Вот и мизоновская книга о людях – виновниках всяких интересных случаев, чудаках, саботажниках, музыкантах, пьяницах, снегурочках и чиновницах, неотёсанных талантах и безродном благородстве. Нет в этой книге каких-то значительных описаний природы, архитектурных достопримечательностей, краеведческих отсылок или исторических справок, философской тягомотины.

Есть Боцман, Ларочка, РМ, Грибов.

Даже текстиль («ткани, «тряпочки», сыгравшие такую значительную роль в жизни автора книги) присутствует под обложкой лишь как иллюстрации. Плёс, Иваново – это только фон, чтобы можно было рассказать о жизни, о том, что она уходит и не вернётся и как надо её любить и уважать. Книга Мизоновой по-хорошему нравоучительна. Её любимые эпитеты – «красивый» и «умный». Она частенько награждает ими своих персонажей, и как-то оглядываешься после прочтения и сам замечаешь, какие люди вокруг красивые и умные (и как они могут при этом опуститься).

Автор немного мифологизирует излагаемые события – шутливо, с толком. Как художнику и модельеру, ей важно, чтобы её герои хорошо выглядели, при этом «хорошо» – не значит благообразно или прилизанно. Мизоновой удаются ёмкие, лаконичные характеристики («Язык как бритва. Серьёзности никакой»), содержательные финалы.

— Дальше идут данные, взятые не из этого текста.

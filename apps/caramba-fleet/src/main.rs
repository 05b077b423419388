use anyhow::{Context, Result};
use caramba_db::StateStore;
use caramba_fleet::alerts::{AlertSink, FanoutAlertSink, LogAlertSink, TelegramAlertSink};
use caramba_fleet::panel::HttpPanelConnector;
use caramba_fleet::scheduler::Intervals;
use caramba_fleet::{FleetConfig, FleetMonitor, Scheduler, cli, http};
use clap::{ArgGroup, Parser, Subcommand};
use std::io;
use std::sync::Arc;
use tokio_util::sync::CancellationToken;
use tracing_subscriber::layer::SubscriberExt;
use tracing_subscriber::util::SubscriberInitExt;

#[derive(Parser)]
#[command(name = "caramba-fleet")]
#[command(about = "Caramba VPN fleet monitor: health probes, node selection and failover", long_about = None)]
struct Cli {
    #[command(subcommand)]
    command: Commands,
}

#[derive(Subcommand)]
enum Commands {
    /// Run the scheduler and the status API
    Serve,
    /// Probe every node once and apply failover
    Probe,
    /// Purge monitoring samples past retention
    Cleanup,
    /// Sync panel bindings and node loads with assignments
    Reconcile,
    /// Print the node table
    Status,
    /// Put a node into or out of maintenance
    #[command(group(ArgGroup::new("mode").required(true).args(["on", "off"])))]
    Maintenance {
        node_id: i64,
        #[arg(long)]
        on: bool,
        #[arg(long)]
        off: bool,
    },
    /// Ask the running server to clear a node's failover state
    Release { node_id: i64 },
    /// Install as a systemd service
    Install {
        /// Unit name, without the .service suffix
        #[arg(long, default_value = "caramba-fleet")]
        name: String,
        /// Extra units to start after, e.g. postgresql.service
        #[arg(long)]
        after: Vec<String>,
    },
}

#[tokio::main]
async fn main() -> Result<()> {
    if let Err(e) = dotenvy::dotenv() {
        println!("Warning: failed to load .env file: {}", e);
    }
    let _ = rustls::crypto::ring::default_provider().install_default();

    let cli = Cli::parse();

    let file_appender = tracing_appender::rolling::never(".", "fleet.log");
    let (non_blocking, _guard) = tracing_appender::non_blocking(file_appender);

    tracing_subscriber::registry()
        .with(
            tracing_subscriber::EnvFilter::try_from_default_env().unwrap_or_else(|_| {
                "caramba_fleet=debug,caramba_db=info,sqlx=warn,tower_http=info".into()
            }),
        )
        .with(tracing_subscriber::fmt::layer().with_writer(io::stdout))
        .with(
            tracing_subscriber::fmt::layer()
                .with_writer(non_blocking)
                .with_ansi(false),
        )
        .init();

    if let Commands::Install { name, after } = &cli.command {
        return cli::install_service(name, after);
    }

    let config = FleetConfig::load().context("Failed to load fleet configuration")?;
    let pg = Arc::new(
        caramba_db::connect(&config.database_url, config.store_timeout())
            .await
            .context("Failed to open state store")?,
    );
    let store: Arc<dyn StateStore> = pg.clone();
    let connector = Arc::new(HttpPanelConnector::new(config.panel_timeout()));
    let alerts = build_alerts(&config);

    let monitor = Arc::new(FleetMonitor::new(&config, store, connector, alerts));
    monitor.load().await.context("Failed to load node registry")?;

    let outcome = run(cli.command, &config, monitor).await;
    pg.close().await;
    outcome
}

async fn run(command: Commands, config: &FleetConfig, monitor: Arc<FleetMonitor>) -> Result<()> {
    match command {
        Commands::Serve => serve(config, monitor).await?,
        Commands::Probe => {
            for report in monitor.probe_all_lanes(&CancellationToken::new()).await? {
                println!(
                    "lane {}: {} probed, {} failed, {} status change(s)",
                    report.lane, report.probed, report.failed, report.transitions
                );
            }
        }
        Commands::Cleanup => {
            let purged = monitor.run_cleanup().await?;
            println!("Purged {} samples.", purged);
        }
        Commands::Reconcile => {
            let report = monitor.run_reconcile().await?;
            println!(
                "{} node(s) synced, {} skipped, {} binding(s) restored, {} orphaned, {} load(s) corrected",
                report.nodes_synced,
                report.nodes_skipped,
                report.bindings_restored,
                report.orphaned_bindings,
                report.loads_corrected
            );
        }
        Commands::Status => cli::print_status(&monitor).await?,
        Commands::Maintenance { node_id, on, off: _ } => {
            cli::set_maintenance(&monitor, node_id, on).await?
        }
        Commands::Release { node_id } => cli::release(&monitor, node_id).await?,
        Commands::Install { name, after } => cli::install_service(&name, &after)?,
    }
    Ok(())
}

async fn serve(config: &FleetConfig, monitor: Arc<FleetMonitor>) -> Result<()> {
    tracing::info!("Fleet monitor starting, version {}", env!("CARGO_PKG_VERSION"));

    let scheduler = Scheduler::new(monitor.clone(), Intervals::from_config(config));
    scheduler.start();

    let shutdown = scheduler.cancellation();
    let state = http::AppState { monitor };
    let listen_addr = config.listen_addr.clone();
    let api_shutdown = shutdown.clone();
    let api = tokio::spawn(async move { http::serve(&listen_addr, state, api_shutdown).await });

    tokio::select! {
        _ = tokio::signal::ctrl_c() => tracing::info!("Shutdown signal received"),
        _ = shutdown.cancelled() => {}
    }

    scheduler.stop().await;
    match api.await {
        Ok(Err(e)) => tracing::error!("Status API failed: {}", e),
        Err(e) => tracing::error!("Status API task panicked: {}", e),
        Ok(Ok(())) => {}
    }
    Ok(())
}

fn build_alerts(config: &FleetConfig) -> Arc<dyn AlertSink> {
    let mut sinks: Vec<Arc<dyn AlertSink>> = vec![Arc::new(LogAlertSink)];
    match &config.telegram_bot_token {
        Some(token) if !config.alert_chat_ids.is_empty() => {
            sinks.push(Arc::new(TelegramAlertSink::new(
                token,
                config.alert_chat_ids.clone(),
            )));
        }
        Some(_) => tracing::warn!("Telegram token set but no alert_chat_ids; Telegram alerts disabled"),
        None => {}
    }
    Arc::new(FanoutAlertSink::new(sinks))
}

Иногда возникает перебор с сентиментальностью, размазанной восторженностью и прекраснодушием, но это, видимо, черты поколения – шестидесятников, народа оттепели.

Где-то автор излишне заигрывается в простушку, но выручают юмор, житейская наблюдательность и чисто творческий, неприземлённый взгляд даже на «г…но, которое течёт из уборной прямо в кухню».

Книга получилась красивая и умная, а вот название – неудачное, какое-то пыльное: «Ковёр-самолёт».

МОИ КАПРИЧОС

Ночь стукнула лбом и столкнула меня в прорубь. Когда я вынырнул, прорубь окружали какие-то люди – у них отрезали языки, и они размахивали отрезанными языками. Потом они стали кидать их в меня, словно снежками (метили мне в голову), как будто хотели загнать меня обратно – под лёд, в полынью, – но я не сдавался и только по возможности закрывал лицо руками, надеясь на то, что языки скоро кончатся. Так в принципе и вышло – удары прекратились, и люди бросились в разные стороны, одетые по-зимнему тепло и бесформенно.

«Что это было?» – спросил я у Мары. «Истемна истинно», – сказала ведьма.